MATERIAL FOR THE TASK Start Marker
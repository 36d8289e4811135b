//! Incident reporting against in-progress deliveries, and the forward-only
//! resolution workflow.

use chrono::{DateTime, Utc};
use sea_orm::sea_query::Expr;
use sea_orm::{
    ActiveModelTrait, ColumnTrait, DatabaseConnection, EntityTrait, PaginatorTrait, QueryFilter,
    QueryOrder, Set, TransactionTrait,
};
use serde::{Deserialize, Serialize};
use std::sync::Arc;
use tracing::{info, instrument, warn};
use utoipa::ToSchema;
use uuid::Uuid;
use validator::Validate;

use crate::entities::entrega::{self, Entity as EntregaEntity, EstadoEntrega};
use crate::entities::novedad::{self, Entity as NovedadEntity, EstadoNovedad, TipoNovedad};
use crate::entities::ruta_parada::{self, Entity as RutaParadaEntity};
use crate::errors::ServiceError;
use crate::events::{Event, EventSender};

#[derive(Debug, Serialize, Deserialize, Validate, ToSchema)]
pub struct ReportarNovedadRequest {
    pub tipo: String,
    #[validate(length(min = 1, max = 1000, message = "Descripcion is required"))]
    pub descripcion: String,
    #[validate(length(min = 1, max = 100, message = "Reportado por is required"))]
    pub reportado_por: String,
    #[validate(url(message = "Foto URL must be a valid URL"))]
    pub foto_url: Option<String>,
}

#[derive(Debug, Serialize, Deserialize, ToSchema)]
pub struct CambiarEstadoNovedadRequest {
    pub estado: String,
}

#[derive(Debug, Serialize, Deserialize, ToSchema)]
pub struct NovedadResponse {
    pub id: Uuid,
    pub entrega_id: Uuid,
    pub tipo: String,
    pub descripcion: String,
    pub reportado_por: String,
    pub estado: String,
    pub foto_url: Option<String>,
    pub created_at: DateTime<Utc>,
}

impl From<novedad::Model> for NovedadResponse {
    fn from(model: novedad::Model) -> Self {
        Self {
            id: model.id,
            entrega_id: model.entrega_id,
            tipo: model.tipo,
            descripcion: model.descripcion,
            reportado_por: model.reportado_por,
            estado: model.estado,
            foto_url: model.foto_url,
            created_at: model.created_at,
        }
    }
}

/// The resolution workflow only ever moves forward.
fn is_valid_transition(de: EstadoNovedad, a: EstadoNovedad) -> bool {
    matches!(
        (de, a),
        (EstadoNovedad::Abierta, EstadoNovedad::EnProceso)
            | (EstadoNovedad::EnProceso, EstadoNovedad::Resuelta)
    )
}

/// Service for managing delivery incidents.
#[derive(Clone)]
pub struct NovedadService {
    db_pool: Arc<DatabaseConnection>,
    event_sender: Option<Arc<EventSender>>,
}

impl NovedadService {
    pub fn new(db_pool: Arc<DatabaseConnection>, event_sender: Option<Arc<EventSender>>) -> Self {
        Self {
            db_pool,
            event_sender,
        }
    }

    /// Reports an incident against a delivery in transit.
    ///
    /// The delivery moves to `novedad` (advisory, non-terminal) if it was
    /// still `en_transito`; further incidents can pile onto an already
    /// flagged delivery.
    #[instrument(skip(self, request), fields(entrega_id = %entrega_id, tipo = %request.tipo))]
    pub async fn reportar(
        &self,
        entrega_id: Uuid,
        request: ReportarNovedadRequest,
    ) -> Result<NovedadResponse, ServiceError> {
        request
            .validate()
            .map_err(|e| ServiceError::ValidationError(e.to_string()))?;

        let tipo = TipoNovedad::from_str(&request.tipo).ok_or_else(|| {
            ServiceError::ValidationError(format!("Tipo de novedad desconocido: {}", request.tipo))
        })?;

        let db = &*self.db_pool;
        let now = Utc::now();

        let txn = db.begin().await?;

        let entrega_model = EntregaEntity::find_by_id(entrega_id)
            .one(&txn)
            .await?
            .ok_or_else(|| ServiceError::NotFound(format!("Entrega {} not found", entrega_id)))?;

        let estado_entrega = EstadoEntrega::from_str(&entrega_model.estado).ok_or_else(|| {
            ServiceError::InternalError(format!(
                "Entrega {} tiene un estado corrupto: {}",
                entrega_id, entrega_model.estado
            ))
        })?;

        if !matches!(
            estado_entrega,
            EstadoEntrega::EnTransito | EstadoEntrega::Novedad
        ) {
            return Err(ServiceError::NovedadFueraDeTransito {
                entrega_id,
                estado: entrega_model.estado.clone(),
            });
        }

        let entrega_numero = entrega_model.numero.clone();

        let created = novedad::ActiveModel {
            id: Set(Uuid::new_v4()),
            entrega_id: Set(entrega_id),
            tipo: Set(tipo.as_str().to_string()),
            descripcion: Set(request.descripcion.clone()),
            reportado_por: Set(request.reportado_por.clone()),
            estado: Set(EstadoNovedad::Abierta.as_str().to_string()),
            foto_url: Set(request.foto_url.clone()),
            created_at: Set(now),
            updated_at: Set(None),
        }
        .insert(&txn)
        .await?;

        // First incident flags the delivery; its route stop mirrors along.
        if estado_entrega == EstadoEntrega::EnTransito {
            let mut active: entrega::ActiveModel = entrega_model.into();
            active.estado = Set(EstadoEntrega::Novedad.as_str().to_string());
            active.updated_at = Set(Some(now));
            active.update(&txn).await?;

            RutaParadaEntity::update_many()
                .col_expr(
                    ruta_parada::Column::EstadoEntrega,
                    Expr::value(EstadoEntrega::Novedad.as_str()),
                )
                .filter(ruta_parada::Column::EntregaId.eq(entrega_id))
                .exec(&txn)
                .await?;
        }

        txn.commit().await?;

        info!(novedad_id = %created.id, entrega_id = %entrega_id, "Novedad reportada");

        if let Some(event_sender) = &self.event_sender {
            if estado_entrega == EstadoEntrega::EnTransito {
                if let Err(e) = event_sender
                    .send(Event::EntregaEstadoCambiado {
                        entrega_id,
                        estado_anterior: EstadoEntrega::EnTransito.as_str().to_string(),
                        estado_nuevo: EstadoEntrega::Novedad.as_str().to_string(),
                    })
                    .await
                {
                    warn!(error = %e, entrega_id = %entrega_id, "Failed to send entrega estado cambiado event");
                }
            }

            if let Err(e) = event_sender
                .send(Event::NovedadReportada {
                    novedad_id: created.id,
                    entrega_id,
                    entrega_numero,
                    tipo: created.tipo.clone(),
                    descripcion: created.descripcion.clone(),
                    reportado_por: created.reportado_por.clone(),
                    reportado_en: created.created_at,
                    foto_url: created.foto_url.clone(),
                })
                .await
            {
                warn!(error = %e, novedad_id = %created.id, "Failed to send novedad reportada event");
            }
        }

        Ok(NovedadResponse::from(created))
    }

    /// Advances the incident through `abierta -> en_proceso -> resuelta`.
    #[instrument(skip(self, request), fields(novedad_id = %novedad_id, nuevo = %request.estado))]
    pub async fn cambiar_estado(
        &self,
        novedad_id: Uuid,
        request: CambiarEstadoNovedadRequest,
    ) -> Result<NovedadResponse, ServiceError> {
        let nuevo = EstadoNovedad::from_str(&request.estado).ok_or_else(|| {
            ServiceError::ValidationError(format!(
                "Estado de novedad desconocido: {}",
                request.estado
            ))
        })?;

        let db = &*self.db_pool;

        let novedad_model = NovedadEntity::find_by_id(novedad_id)
            .one(db)
            .await?
            .ok_or_else(|| ServiceError::NotFound(format!("Novedad {} not found", novedad_id)))?;

        let actual = EstadoNovedad::from_str(&novedad_model.estado).ok_or_else(|| {
            ServiceError::InternalError(format!(
                "Novedad {} tiene un estado corrupto: {}",
                novedad_id, novedad_model.estado
            ))
        })?;

        if !is_valid_transition(actual, nuevo) {
            return Err(ServiceError::TransicionInvalida {
                de: actual.as_str().to_string(),
                a: nuevo.as_str().to_string(),
            });
        }

        let mut active: novedad::ActiveModel = novedad_model.into();
        active.estado = Set(nuevo.as_str().to_string());
        active.updated_at = Set(Some(Utc::now()));

        let updated = active.update(db).await?;

        info!(novedad_id = %novedad_id, de = %actual.as_str(), a = %nuevo.as_str(), "Novedad estado cambiado");

        Ok(NovedadResponse::from(updated))
    }

    /// Lists the incidents reported against one delivery, newest first.
    #[instrument(skip(self), fields(entrega_id = %entrega_id))]
    pub async fn list_por_entrega(
        &self,
        entrega_id: Uuid,
    ) -> Result<Vec<NovedadResponse>, ServiceError> {
        let db = &*self.db_pool;

        let novedades = NovedadEntity::find()
            .filter(novedad::Column::EntregaId.eq(entrega_id))
            .order_by_desc(novedad::Column::CreatedAt)
            .all(db)
            .await?;

        Ok(novedades.into_iter().map(NovedadResponse::from).collect())
    }

    /// Lists incidents with pagination and optional estado/tipo filters.
    #[instrument(skip(self))]
    pub async fn list_novedades(
        &self,
        page: u64,
        per_page: u64,
        estado_filter: Option<&str>,
        tipo_filter: Option<&str>,
    ) -> Result<(Vec<NovedadResponse>, u64), ServiceError> {
        let db = &*self.db_pool;

        let mut query = NovedadEntity::find();

        if let Some(raw) = estado_filter {
            let estado = EstadoNovedad::from_str(raw).ok_or_else(|| {
                ServiceError::ValidationError(format!("Estado de novedad desconocido: {}", raw))
            })?;
            query = query.filter(novedad::Column::Estado.eq(estado.as_str()));
        }

        if let Some(raw) = tipo_filter {
            let tipo = TipoNovedad::from_str(raw).ok_or_else(|| {
                ServiceError::ValidationError(format!("Tipo de novedad desconocido: {}", raw))
            })?;
            query = query.filter(novedad::Column::Tipo.eq(tipo.as_str()));
        }

        let paginator = query
            .order_by_desc(novedad::Column::CreatedAt)
            .paginate(db, per_page);

        let total = paginator.num_items().await?;
        let novedades = paginator.fetch_page(page.saturating_sub(1)).await?;

        Ok((
            novedades.into_iter().map(NovedadResponse::from).collect(),
            total,
        ))
    }
}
MATERIAL FOR THE TASK End Marker
_INSTRUCTIONS FOR THE TASK_. Which lines in the data above hold the string "derive"? Show each one.

_EXERCISE ANSWER_.
#[derive(Debug, Serialize, Deserialize, Validate, ToSchema)]
#[derive(Debug, Serialize, Deserialize, ToSchema)]
#[derive(Debug, Serialize, Deserialize, ToSchema)]
#[derive(Clone)]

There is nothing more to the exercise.